→ **DIRECTIONS**
Lines from the line with "cleaning.rows_before - cleaning.rows_after" to the line with "let pivot = StatsCalculator::region_month_pivot(records);" in the entries below, and only those, must be output exactly, with both ends included.
EXERCISE MATERIAL START
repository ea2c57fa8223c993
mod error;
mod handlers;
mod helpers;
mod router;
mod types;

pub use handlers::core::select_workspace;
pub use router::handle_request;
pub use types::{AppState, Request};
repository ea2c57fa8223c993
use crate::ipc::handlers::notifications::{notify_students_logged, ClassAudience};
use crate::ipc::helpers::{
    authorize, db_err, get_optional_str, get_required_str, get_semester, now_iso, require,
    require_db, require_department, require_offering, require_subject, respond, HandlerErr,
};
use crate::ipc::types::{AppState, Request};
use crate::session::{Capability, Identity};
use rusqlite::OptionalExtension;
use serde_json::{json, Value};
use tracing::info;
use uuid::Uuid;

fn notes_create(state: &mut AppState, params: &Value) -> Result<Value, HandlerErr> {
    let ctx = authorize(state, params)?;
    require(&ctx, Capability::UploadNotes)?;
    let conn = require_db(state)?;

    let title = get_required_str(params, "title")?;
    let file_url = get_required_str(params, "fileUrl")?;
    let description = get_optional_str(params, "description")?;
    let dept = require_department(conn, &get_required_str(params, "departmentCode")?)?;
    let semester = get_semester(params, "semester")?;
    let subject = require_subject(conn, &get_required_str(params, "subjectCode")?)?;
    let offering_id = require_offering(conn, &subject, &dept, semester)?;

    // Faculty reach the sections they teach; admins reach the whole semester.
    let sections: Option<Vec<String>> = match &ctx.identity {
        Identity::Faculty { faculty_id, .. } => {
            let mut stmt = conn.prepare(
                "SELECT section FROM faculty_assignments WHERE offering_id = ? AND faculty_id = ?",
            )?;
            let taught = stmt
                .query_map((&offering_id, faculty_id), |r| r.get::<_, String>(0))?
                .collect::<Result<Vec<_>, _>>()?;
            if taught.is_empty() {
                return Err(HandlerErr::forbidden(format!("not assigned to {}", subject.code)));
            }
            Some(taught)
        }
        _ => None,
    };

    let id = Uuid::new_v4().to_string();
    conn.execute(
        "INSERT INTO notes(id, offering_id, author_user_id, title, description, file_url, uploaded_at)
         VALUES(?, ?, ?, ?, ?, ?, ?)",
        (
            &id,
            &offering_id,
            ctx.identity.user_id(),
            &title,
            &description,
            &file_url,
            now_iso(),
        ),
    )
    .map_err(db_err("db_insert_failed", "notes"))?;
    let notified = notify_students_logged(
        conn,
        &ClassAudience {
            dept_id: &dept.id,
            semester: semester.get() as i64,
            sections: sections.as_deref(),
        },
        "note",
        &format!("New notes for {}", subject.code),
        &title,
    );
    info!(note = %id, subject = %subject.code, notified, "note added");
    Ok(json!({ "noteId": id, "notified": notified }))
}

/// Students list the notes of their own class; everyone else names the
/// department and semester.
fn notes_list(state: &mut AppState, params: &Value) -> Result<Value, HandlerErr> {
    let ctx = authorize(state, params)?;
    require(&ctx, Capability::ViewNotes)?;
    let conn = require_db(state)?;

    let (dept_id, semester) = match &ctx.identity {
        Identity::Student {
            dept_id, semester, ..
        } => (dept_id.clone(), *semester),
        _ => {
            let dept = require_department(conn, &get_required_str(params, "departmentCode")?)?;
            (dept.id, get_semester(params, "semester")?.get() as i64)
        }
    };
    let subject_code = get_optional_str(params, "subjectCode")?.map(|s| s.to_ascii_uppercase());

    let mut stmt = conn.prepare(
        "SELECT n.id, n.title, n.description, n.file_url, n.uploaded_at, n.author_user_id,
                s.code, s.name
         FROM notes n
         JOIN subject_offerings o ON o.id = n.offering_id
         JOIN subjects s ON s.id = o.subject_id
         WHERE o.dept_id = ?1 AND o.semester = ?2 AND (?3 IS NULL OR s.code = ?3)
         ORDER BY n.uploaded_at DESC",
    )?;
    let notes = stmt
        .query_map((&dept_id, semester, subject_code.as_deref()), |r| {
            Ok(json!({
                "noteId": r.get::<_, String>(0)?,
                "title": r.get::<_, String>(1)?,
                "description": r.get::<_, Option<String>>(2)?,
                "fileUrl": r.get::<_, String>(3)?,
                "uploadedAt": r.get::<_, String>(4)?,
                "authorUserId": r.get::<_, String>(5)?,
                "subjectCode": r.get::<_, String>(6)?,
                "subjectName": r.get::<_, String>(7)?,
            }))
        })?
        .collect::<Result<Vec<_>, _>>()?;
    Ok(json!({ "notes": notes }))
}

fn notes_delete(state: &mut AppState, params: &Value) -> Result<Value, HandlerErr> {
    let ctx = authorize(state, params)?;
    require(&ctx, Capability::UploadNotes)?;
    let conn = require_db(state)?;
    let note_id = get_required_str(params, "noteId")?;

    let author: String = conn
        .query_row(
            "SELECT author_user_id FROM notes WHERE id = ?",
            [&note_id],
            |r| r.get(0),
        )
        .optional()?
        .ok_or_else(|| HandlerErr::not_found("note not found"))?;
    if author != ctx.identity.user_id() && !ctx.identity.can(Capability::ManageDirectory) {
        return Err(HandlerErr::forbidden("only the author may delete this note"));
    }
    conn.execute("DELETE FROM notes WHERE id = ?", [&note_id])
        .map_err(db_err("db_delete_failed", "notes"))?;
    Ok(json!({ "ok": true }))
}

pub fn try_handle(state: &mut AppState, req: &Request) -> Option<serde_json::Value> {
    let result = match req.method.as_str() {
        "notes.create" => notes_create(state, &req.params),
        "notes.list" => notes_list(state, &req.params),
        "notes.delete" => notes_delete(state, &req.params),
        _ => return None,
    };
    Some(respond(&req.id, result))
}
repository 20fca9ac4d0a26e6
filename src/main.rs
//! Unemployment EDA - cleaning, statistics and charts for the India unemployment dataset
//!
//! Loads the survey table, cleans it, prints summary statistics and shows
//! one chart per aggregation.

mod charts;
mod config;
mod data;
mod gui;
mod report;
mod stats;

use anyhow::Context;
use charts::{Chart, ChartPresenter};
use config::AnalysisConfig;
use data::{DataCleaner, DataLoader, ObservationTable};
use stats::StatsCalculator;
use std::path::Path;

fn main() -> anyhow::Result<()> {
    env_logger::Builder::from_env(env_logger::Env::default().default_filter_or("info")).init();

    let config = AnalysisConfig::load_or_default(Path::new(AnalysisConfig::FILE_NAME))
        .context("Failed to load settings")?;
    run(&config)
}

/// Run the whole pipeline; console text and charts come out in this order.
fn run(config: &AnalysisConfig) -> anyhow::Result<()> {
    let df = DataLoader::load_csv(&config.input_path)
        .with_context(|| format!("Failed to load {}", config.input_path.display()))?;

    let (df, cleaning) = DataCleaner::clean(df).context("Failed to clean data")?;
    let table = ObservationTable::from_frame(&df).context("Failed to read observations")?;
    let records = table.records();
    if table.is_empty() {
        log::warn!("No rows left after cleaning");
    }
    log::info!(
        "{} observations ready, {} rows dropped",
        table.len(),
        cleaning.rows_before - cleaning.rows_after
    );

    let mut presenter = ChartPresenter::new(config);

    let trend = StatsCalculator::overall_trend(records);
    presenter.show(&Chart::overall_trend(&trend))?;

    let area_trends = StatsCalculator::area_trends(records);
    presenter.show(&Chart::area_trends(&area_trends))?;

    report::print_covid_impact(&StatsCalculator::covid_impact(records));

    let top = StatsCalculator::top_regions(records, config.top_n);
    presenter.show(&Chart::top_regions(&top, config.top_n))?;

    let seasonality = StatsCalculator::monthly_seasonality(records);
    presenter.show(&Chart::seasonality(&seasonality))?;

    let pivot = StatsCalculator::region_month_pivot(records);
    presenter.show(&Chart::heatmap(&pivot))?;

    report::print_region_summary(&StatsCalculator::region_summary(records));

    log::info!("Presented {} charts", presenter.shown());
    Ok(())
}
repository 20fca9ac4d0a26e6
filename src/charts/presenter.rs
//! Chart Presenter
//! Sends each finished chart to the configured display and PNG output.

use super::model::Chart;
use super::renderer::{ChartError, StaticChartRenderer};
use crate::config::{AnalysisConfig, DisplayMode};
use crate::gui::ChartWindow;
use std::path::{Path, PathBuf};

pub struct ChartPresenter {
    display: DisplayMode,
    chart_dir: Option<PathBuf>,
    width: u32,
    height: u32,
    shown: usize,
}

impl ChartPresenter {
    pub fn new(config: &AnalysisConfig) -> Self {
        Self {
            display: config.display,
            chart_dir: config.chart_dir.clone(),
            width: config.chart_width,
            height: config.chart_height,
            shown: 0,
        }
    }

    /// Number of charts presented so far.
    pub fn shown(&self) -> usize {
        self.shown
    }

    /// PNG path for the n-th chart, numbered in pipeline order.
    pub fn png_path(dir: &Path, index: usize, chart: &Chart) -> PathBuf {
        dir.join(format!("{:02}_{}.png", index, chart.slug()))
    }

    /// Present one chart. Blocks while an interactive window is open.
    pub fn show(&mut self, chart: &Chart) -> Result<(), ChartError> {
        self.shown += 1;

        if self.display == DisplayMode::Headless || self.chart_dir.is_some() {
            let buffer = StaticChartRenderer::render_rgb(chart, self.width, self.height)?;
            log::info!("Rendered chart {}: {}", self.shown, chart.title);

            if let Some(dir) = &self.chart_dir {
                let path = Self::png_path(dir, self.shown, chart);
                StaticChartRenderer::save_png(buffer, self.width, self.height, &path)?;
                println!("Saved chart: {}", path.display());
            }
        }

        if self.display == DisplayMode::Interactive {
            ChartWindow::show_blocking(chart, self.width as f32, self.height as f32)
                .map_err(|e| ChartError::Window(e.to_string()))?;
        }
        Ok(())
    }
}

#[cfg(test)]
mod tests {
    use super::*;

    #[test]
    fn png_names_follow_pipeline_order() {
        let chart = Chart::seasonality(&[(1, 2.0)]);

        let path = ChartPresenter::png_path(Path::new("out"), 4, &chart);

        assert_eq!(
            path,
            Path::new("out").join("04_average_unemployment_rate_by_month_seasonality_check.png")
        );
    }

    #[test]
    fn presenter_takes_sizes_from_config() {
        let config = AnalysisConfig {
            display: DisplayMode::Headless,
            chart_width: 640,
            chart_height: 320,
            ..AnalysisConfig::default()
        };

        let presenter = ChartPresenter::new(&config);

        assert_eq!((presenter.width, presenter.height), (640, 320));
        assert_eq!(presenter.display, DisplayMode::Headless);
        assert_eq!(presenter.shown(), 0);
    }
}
EXERCISE MATERIAL END
→ **EXERCISE ANSWER**
        cleaning.rows_before - cleaning.rows_after
    );

    let mut presenter = ChartPresenter::new(config);

    let trend = StatsCalculator::overall_trend(records);
    presenter.show(&Chart::overall_trend(&trend))?;

    let area_trends = StatsCalculator::area_trends(records);
    presenter.show(&Chart::area_trends(&area_trends))?;

    report::print_covid_impact(&StatsCalculator::covid_impact(records));

    let top = StatsCalculator::top_regions(records, config.top_n);
    presenter.show(&Chart::top_regions(&top, config.top_n))?;

    let seasonality = StatsCalculator::monthly_seasonality(records);
    presenter.show(&Chart::seasonality(&seasonality))?;

    let pivot = StatsCalculator::region_month_pivot(records);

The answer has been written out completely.